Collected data

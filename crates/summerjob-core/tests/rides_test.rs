//! Integration tests for ride creation, passenger claims and deletion.

use sqlx::PgPool;
use uuid::Uuid;

use summerjob_core::assignment::{self, ActiveJobDescriptions};
use summerjob_core::{EngineError, Entity, resync, rides};
use summerjob_db::models::{ActiveJob, Worker};
use summerjob_db::queries::rides as ride_db;
use summerjob_test_utils::fixtures::{self, SeededDay};
use summerjob_test_utils::{create_test_db, drop_test_db};

async fn staffed_job(pool: &PgPool, day: &SeededDay, name: &str, staff: &[&Worker]) -> ActiveJob {
    let proposed = fixtures::proposed_job(pool, day.event.id, name).await;
    let job = assignment::create_active_job(
        pool,
        day.plan.id,
        proposed.id,
        ActiveJobDescriptions::default(),
    )
    .await
    .expect("create_active_job should succeed");
    let ids: Vec<Uuid> = staff.iter().map(|w| w.id).collect();
    assignment::update_active_job_workers(pool, job.id, &ids)
        .await
        .expect("update_active_job_workers should succeed");
    job
}

async fn passengers(pool: &PgPool, ride_id: Uuid) -> Option<Vec<Uuid>> {
    let mut conn = pool.acquire().await.unwrap();
    ride_db::get_with_passengers(&mut conn, ride_id)
        .await
        .unwrap()
        .map(|r| {
            let mut ids = r.passenger_ids;
            ids.sort();
            ids
        })
}

#[tokio::test]
async fn driver_listed_as_passenger_is_dropped() {
    let (pool, db_name) = create_test_db().await;
    let day = fixtures::seed_day(&pool).await;
    let driver = fixtures::worker(&pool, "Adam", "Driver").await;
    let rider = fixtures::worker(&pool, "Bara", "Rider").await;
    let job = staffed_job(&pool, &day, "Garden", &[&driver, &rider]).await;
    let car = fixtures::car(&pool, driver.id, "Octavia").await;

    let ride = rides::create_ride(&pool, job.id, driver.id, car.id, &[driver.id, rider.id])
        .await
        .unwrap();
    assert_eq!(ride.passenger_ids, vec![rider.id]);

    let updated = rides::update_ride(&pool, ride.ride.id, &[rider.id, driver.id])
        .await
        .unwrap();
    assert_eq!(updated.passenger_ids, vec![rider.id]);

    pool.close().await;
    drop_test_db(&db_name).await;
}

#[tokio::test]
async fn claimed_passenger_leaves_previous_ride() {
    let (pool, db_name) = create_test_db().await;
    let day = fixtures::seed_day(&pool).await;
    let d1 = fixtures::worker(&pool, "Dana", "First").await;
    let d2 = fixtures::worker(&pool, "David", "Second").await;
    let rider = fixtures::worker(&pool, "Eva", "Rider").await;
    let job_a = staffed_job(&pool, &day, "Garden", &[&d1, &rider]).await;
    let job_b = staffed_job(&pool, &day, "Roof", &[&d2]).await;
    let car1 = fixtures::car(&pool, d1.id, "Octavia").await;
    let car2 = fixtures::car(&pool, d2.id, "Fabia").await;

    let r1 = rides::create_ride(&pool, job_a.id, d1.id, car1.id, &[rider.id])
        .await
        .unwrap();
    let r2 = rides::create_ride(&pool, job_b.id, d2.id, car2.id, &[])
        .await
        .unwrap();

    rides::update_ride(&pool, r2.ride.id, &[rider.id]).await.unwrap();

    assert_eq!(passengers(&pool, r1.ride.id).await, Some(vec![]));
    assert_eq!(passengers(&pool, r2.ride.id).await, Some(vec![rider.id]));

    let mut conn = pool.acquire().await.unwrap();
    assert!(resync::check_plan(&mut conn, day.plan.id).await.unwrap().is_empty());
    drop(conn);

    pool.close().await;
    drop_test_db(&db_name).await;
}

#[tokio::test]
async fn driver_becoming_passenger_loses_own_ride() {
    let (pool, db_name) = create_test_db().await;
    let day = fixtures::seed_day(&pool).await;
    let d1 = fixtures::worker(&pool, "Dana", "First").await;
    let d2 = fixtures::worker(&pool, "David", "Second").await;
    let rider = fixtures::worker(&pool, "Eva", "Rider").await;
    let job_a = staffed_job(&pool, &day, "Garden", &[&d1]).await;
    let job_b = staffed_job(&pool, &day, "Roof", &[&d2, &rider]).await;
    let car1 = fixtures::car(&pool, d1.id, "Octavia").await;
    let car2 = fixtures::car(&pool, d2.id, "Fabia").await;

    let r1 = rides::create_ride(&pool, job_a.id, d1.id, car1.id, &[])
        .await
        .unwrap();
    let r2 = rides::create_ride(&pool, job_b.id, d2.id, car2.id, &[rider.id])
        .await
        .unwrap();

    // David now rides with Dana; his own car stays home.
    rides::update_ride(&pool, r1.ride.id, &[d2.id]).await.unwrap();

    assert_eq!(passengers(&pool, r1.ride.id).await, Some(vec![d2.id]));
    assert_eq!(passengers(&pool, r2.ride.id).await, None);

    let stranded = rides::workers_without_ride(&pool, day.plan.id).await.unwrap();
    assert_eq!(stranded.iter().map(|w| w.id).collect::<Vec<_>>(), vec![rider.id]);

    pool.close().await;
    drop_test_db(&db_name).await;
}

#[tokio::test]
async fn deleting_ride_strands_passengers() {
    let (pool, db_name) = create_test_db().await;
    let day = fixtures::seed_day(&pool).await;
    let driver = fixtures::worker(&pool, "Adam", "Driver").await;
    let a = fixtures::worker(&pool, "Bara", "Rider").await;
    let b = fixtures::worker(&pool, "Cyril", "Rider").await;
    let job = staffed_job(&pool, &day, "Garden", &[&driver, &a, &b]).await;
    let car = fixtures::car(&pool, driver.id, "Octavia").await;

    let ride = rides::create_ride(&pool, job.id, driver.id, car.id, &[a.id, b.id])
        .await
        .unwrap();

    let mut stranded = rides::delete_ride(&pool, ride.ride.id).await.unwrap();
    stranded.sort();
    let mut expected = vec![a.id, b.id];
    expected.sort();
    assert_eq!(stranded, expected);

    let without = rides::workers_without_ride(&pool, day.plan.id).await.unwrap();
    assert_eq!(without.len(), 3);

    let err = rides::delete_ride(&pool, ride.ride.id).await.unwrap_err();
    assert!(matches!(err, EngineError::NotFound { entity: Entity::Ride, .. }));

    pool.close().await;
    drop_test_db(&db_name).await;
}

#[tokio::test]
async fn unknown_car_is_not_found() {
    let (pool, db_name) = create_test_db().await;
    let day = fixtures::seed_day(&pool).await;
    let driver = fixtures::worker(&pool, "Adam", "Driver").await;
    let job = staffed_job(&pool, &day, "Garden", &[&driver]).await;

    let car_id = Uuid::new_v4();
    let err = rides::create_ride(&pool, job.id, driver.id, car_id, &[])
        .await
        .unwrap_err();
    assert!(
        matches!(err, EngineError::NotFound { entity: Entity::Car, id } if id == car_id),
        "got {err:?}"
    );

    let mut conn = pool.acquire().await.unwrap();
    assert!(ride_db::list_for_job(&mut conn, job.id).await.unwrap().is_empty());
    drop(conn);

    pool.close().await;
    drop_test_db(&db_name).await;
}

### Task brief
Copy down the entries exactly, leaving out no line.

### Task result
filename crates/summerjob-core/tests/rides_test.rs
//! Integration tests for ride creation, passenger claims and deletion.

use sqlx::PgPool;
use uuid::Uuid;

use summerjob_core::assignment::{self, ActiveJobDescriptions};
use summerjob_core::{EngineError, Entity, resync, rides};
use summerjob_db::models::{ActiveJob, Worker};
use summerjob_db::queries::rides as ride_db;
use summerjob_test_utils::fixtures::{self, SeededDay};
use summerjob_test_utils::{create_test_db, drop_test_db};

async fn staffed_job(pool: &PgPool, day: &SeededDay, name: &str, staff: &[&Worker]) -> ActiveJob {
    let proposed = fixtures::proposed_job(pool, day.event.id, name).await;
    let job = assignment::create_active_job(
        pool,
        day.plan.id,
        proposed.id,
        ActiveJobDescriptions::default(),
    )
    .await
    .expect("create_active_job should succeed");
    let ids: Vec<Uuid> = staff.iter().map(|w| w.id).collect();
    assignment::update_active_job_workers(pool, job.id, &ids)
        .await
        .expect("update_active_job_workers should succeed");
    job
}

async fn passengers(pool: &PgPool, ride_id: Uuid) -> Option<Vec<Uuid>> {
    let mut conn = pool.acquire().await.unwrap();
    ride_db::get_with_passengers(&mut conn, ride_id)
        .await
        .unwrap()
        .map(|r| {
            let mut ids = r.passenger_ids;
            ids.sort();
            ids
        })
}

#[tokio::test]
async fn driver_listed_as_passenger_is_dropped() {
    let (pool, db_name) = create_test_db().await;
    let day = fixtures::seed_day(&pool).await;
    let driver = fixtures::worker(&pool, "Adam", "Driver").await;
    let rider = fixtures::worker(&pool, "Bara", "Rider").await;
    let job = staffed_job(&pool, &day, "Garden", &[&driver, &rider]).await;
    let car = fixtures::car(&pool, driver.id, "Octavia").await;

    let ride = rides::create_ride(&pool, job.id, driver.id, car.id, &[driver.id, rider.id])
        .await
        .unwrap();
    assert_eq!(ride.passenger_ids, vec![rider.id]);

    let updated = rides::update_ride(&pool, ride.ride.id, &[rider.id, driver.id])
        .await
        .unwrap();
    assert_eq!(updated.passenger_ids, vec![rider.id]);

    pool.close().await;
    drop_test_db(&db_name).await;
}

#[tokio::test]
async fn claimed_passenger_leaves_previous_ride() {
    let (pool, db_name) = create_test_db().await;
    let day = fixtures::seed_day(&pool).await;
    let d1 = fixtures::worker(&pool, "Dana", "First").await;
    let d2 = fixtures::worker(&pool, "David", "Second").await;
    let rider = fixtures::worker(&pool, "Eva", "Rider").await;
    let job_a = staffed_job(&pool, &day, "Garden", &[&d1, &rider]).await;
    let job_b = staffed_job(&pool, &day, "Roof", &[&d2]).await;
    let car1 = fixtures::car(&pool, d1.id, "Octavia").await;
    let car2 = fixtures::car(&pool, d2.id, "Fabia").await;

    let r1 = rides::create_ride(&pool, job_a.id, d1.id, car1.id, &[rider.id])
        .await
        .unwrap();
    let r2 = rides::create_ride(&pool, job_b.id, d2.id, car2.id, &[])
        .await
        .unwrap();

    rides::update_ride(&pool, r2.ride.id, &[rider.id]).await.unwrap();

    assert_eq!(passengers(&pool, r1.ride.id).await, Some(vec![]));
    assert_eq!(passengers(&pool, r2.ride.id).await, Some(vec![rider.id]));

    let mut conn = pool.acquire().await.unwrap();
    assert!(resync::check_plan(&mut conn, day.plan.id).await.unwrap().is_empty());
    drop(conn);

    pool.close().await;
    drop_test_db(&db_name).await;
}

#[tokio::test]
async fn driver_becoming_passenger_loses_own_ride() {
    let (pool, db_name) = create_test_db().await;
    let day = fixtures::seed_day(&pool).await;
    let d1 = fixtures::worker(&pool, "Dana", "First").await;
    let d2 = fixtures::worker(&pool, "David", "Second").await;
    let rider = fixtures::worker(&pool, "Eva", "Rider").await;
    let job_a = staffed_job(&pool, &day, "Garden", &[&d1]).await;
    let job_b = staffed_job(&pool, &day, "Roof", &[&d2, &rider]).await;
    let car1 = fixtures::car(&pool, d1.id, "Octavia").await;
    let car2 = fixtures::car(&pool, d2.id, "Fabia").await;

    let r1 = rides::create_ride(&pool, job_a.id, d1.id, car1.id, &[])
        .await
        .unwrap();
    let r2 = rides::create_ride(&pool, job_b.id, d2.id, car2.id, &[rider.id])
        .await
        .unwrap();

    // David now rides with Dana; his own car stays home.
    rides::update_ride(&pool, r1.ride.id, &[d2.id]).await.unwrap();

    assert_eq!(passengers(&pool, r1.ride.id).await, Some(vec![d2.id]));
    assert_eq!(passengers(&pool, r2.ride.id).await, None);

    let stranded = rides::workers_without_ride(&pool, day.plan.id).await.unwrap();
    assert_eq!(stranded.iter().map(|w| w.id).collect::<Vec<_>>(), vec![rider.id]);

    pool.close().await;
    drop_test_db(&db_name).await;
}

#[tokio::test]
async fn deleting_ride_strands_passengers() {
    let (pool, db_name) = create_test_db().await;
    let day = fixtures::seed_day(&pool).await;
    let driver = fixtures::worker(&pool, "Adam", "Driver").await;
    let a = fixtures::worker(&pool, "Bara", "Rider").await;
    let b = fixtures::worker(&pool, "Cyril", "Rider").await;
    let job = staffed_job(&pool, &day, "Garden", &[&driver, &a, &b]).await;
    let car = fixtures::car(&pool, driver.id, "Octavia").await;

    let ride = rides::create_ride(&pool, job.id, driver.id, car.id, &[a.id, b.id])
        .await
        .unwrap();

    let mut stranded = rides::delete_ride(&pool, ride.ride.id).await.unwrap();
    stranded.sort();
    let mut expected = vec![a.id, b.id];
    expected.sort();
    assert_eq!(stranded, expected);

    let without = rides::workers_without_ride(&pool, day.plan.id).await.unwrap();
    assert_eq!(without.len(), 3);

    let err = rides::delete_ride(&pool, ride.ride.id).await.unwrap_err();
    assert!(matches!(err, EngineError::NotFound { entity: Entity::Ride, .. }));

    pool.close().await;
    drop_test_db(&db_name).await;
}

#[tokio::test]
async fn unknown_car_is_not_found() {
    let (pool, db_name) = create_test_db().await;
    let day = fixtures::seed_day(&pool).await;
    let driver = fixtures::worker(&pool, "Adam", "Driver").await;
    let job = staffed_job(&pool, &day, "Garden", &[&driver]).await;

    let car_id = Uuid::new_v4();
    let err = rides::create_ride(&pool, job.id, driver.id, car_id, &[])
        .await
        .unwrap_err();
    assert!(
        matches!(err, EngineError::NotFound { entity: Entity::Car, id } if id == car_id),
        "got {err:?}"
    );

    let mut conn = pool.acquire().await.unwrap();
    assert!(ride_db::list_for_job(&mut conn, job.id).await.unwrap().is_empty());
    drop(conn);

    pool.close().await;
    drop_test_db(&db_name).await;
}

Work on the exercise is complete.